Climate change has been a large focus of many scientists in relation to polar drift. The steady warming of global temperatures has had a large impact on several natural forces, and human activity may also implicate the magnitude and rate of polar drift. In particular, researchers have found that changes in ice and sea levels contributed to eastward pole movement. Connecting these two components, melting ice sheets and mountain glaciers both decrease the terrestrial water storage while simultaneously transferring these stores to the ocean and increasing sea levels.
Researchers have found that changes in ice and sea levels contributed to eastward pole movement.
The effects of decreasing land water stores in mid-latitudes propagate drift. Redistribution of mass from ice to water in this region especially impacts Earth’s inertia, thus becoming a location of great sensitivity to polar motion. This may be the reason that melting glaciers in certain locations across the globe, such as high mountain Asian glaciers and Southern Andes glaciers, have been reported to have a larger role in driving the amplitude and direction of polar motion, although glaciers cannot explain the entirety of depleting terrestrial water storage. Human behaviors and interactions with Earth play a role as well. The decreases in groundwater in the Middle East and India, for example, were found to have majorly impacted polar drift between 2002 to 2013, according to a study in Geophysical Research Letters. These storage depletions — from unsustainable consumption in human activities such as irrigation — along with climate change likely contributed to the rapid rate of terrestrial water storage depletion and consequent rise in sea levels.

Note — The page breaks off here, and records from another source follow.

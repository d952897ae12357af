//! Builder for creating REPL sessions.

use std::path::PathBuf;
use std::time::Duration;

use super::events::EventStream;
use super::session::ReplSession;
use crate::config::ReplConfig;
use crate::error::Result;
use crate::platform::{ReplProfile, micropython};
use crate::transport::{Connector, SshConfig, SshConnector, SubprocessConnector};

/// Builder for constructing REPL sessions.
///
/// # Example
///
/// ```rust,no_run
/// use replwire::driver::SessionBuilder;
///
/// # async fn example() -> Result<(), replwire::Error> {
/// let (mut session, events) = SessionBuilder::subprocess("micropython")
///     .probe_timeout(std::time::Duration::from_millis(200))
///     .build()?;
/// session.open().await?;
/// # Ok(())
/// # }
/// ```
pub struct SessionBuilder<K: Connector> {
    connector: K,
    profile: ReplProfile,
    config: ReplConfig,
}

impl SessionBuilder<SubprocessConnector> {
    /// Run a local interpreter executable.
    pub fn subprocess(executable: impl Into<PathBuf>) -> Self {
        Self::new(SubprocessConnector::new(executable))
    }
}

impl SessionBuilder<SshConnector> {
    /// Run `command` (the interpreter executable) on an SSH host.
    pub fn ssh(config: SshConfig, command: impl Into<String>) -> Self {
        Self::new(SshConnector::new(config, command))
    }
}

impl<K: Connector> SessionBuilder<K> {
    /// Create a builder around any connector, with the MicroPython profile.
    pub fn new(connector: K) -> Self {
        Self {
            connector,
            profile: micropython::profile(),
            config: ReplConfig::default(),
        }
    }

    /// Replace the whole timing configuration.
    pub fn config(mut self, config: ReplConfig) -> Self {
        self.config = config;
        self
    }

    /// Set how long a scan waits for output between side-command checks
    /// (default: 50ms).
    pub fn poll_timeout(mut self, timeout: Duration) -> Self {
        self.config.poll_timeout = timeout;
        self
    }

    /// Set how long to wait for the byte that completes a partial prompt
    /// (default: 100ms).
    pub fn probe_timeout(mut self, timeout: Duration) -> Self {
        self.config.probe_timeout = timeout;
        self
    }

    /// Set the deadline for paste-mode framing markers (default: 10s).
    pub fn protocol_timeout(mut self, timeout: Duration) -> Self {
        self.config.protocol_timeout = timeout;
        self
    }

    /// Use a custom interpreter profile.
    pub fn profile(mut self, profile: ReplProfile) -> Self {
        self.profile = profile;
        self
    }

    /// Build the session.
    ///
    /// This validates the configuration but does not connect. Call `open()`
    /// on the returned session to start the interpreter.
    pub fn build(self) -> Result<(ReplSession<K>, EventStream)> {
        ReplSession::new(self.connector, self.profile, self.config)
    }
}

Multiple studies have created climate change models that directly correlate with the eastward movement of Earth’s poles. While large forces such as mantle flow and glaciation have greatly impacted these secular movements, recent studies have revealed the contributions of the rapid changes in the climate. The series of events resulting from rising global temperatures connect with the increasing rates of these secular pole movements. We can also observe this phenomenon in reverse. Through monitoring the drifting patterns of Earth’s poles, scientists hope to develop a system to monitor changes in the climate over time. Climate change affects the motion of the world in various ways, from living organisms to the nonliving atmosphere. Here, we find that even the motion of Earth changes its behavior because of how we interact with it.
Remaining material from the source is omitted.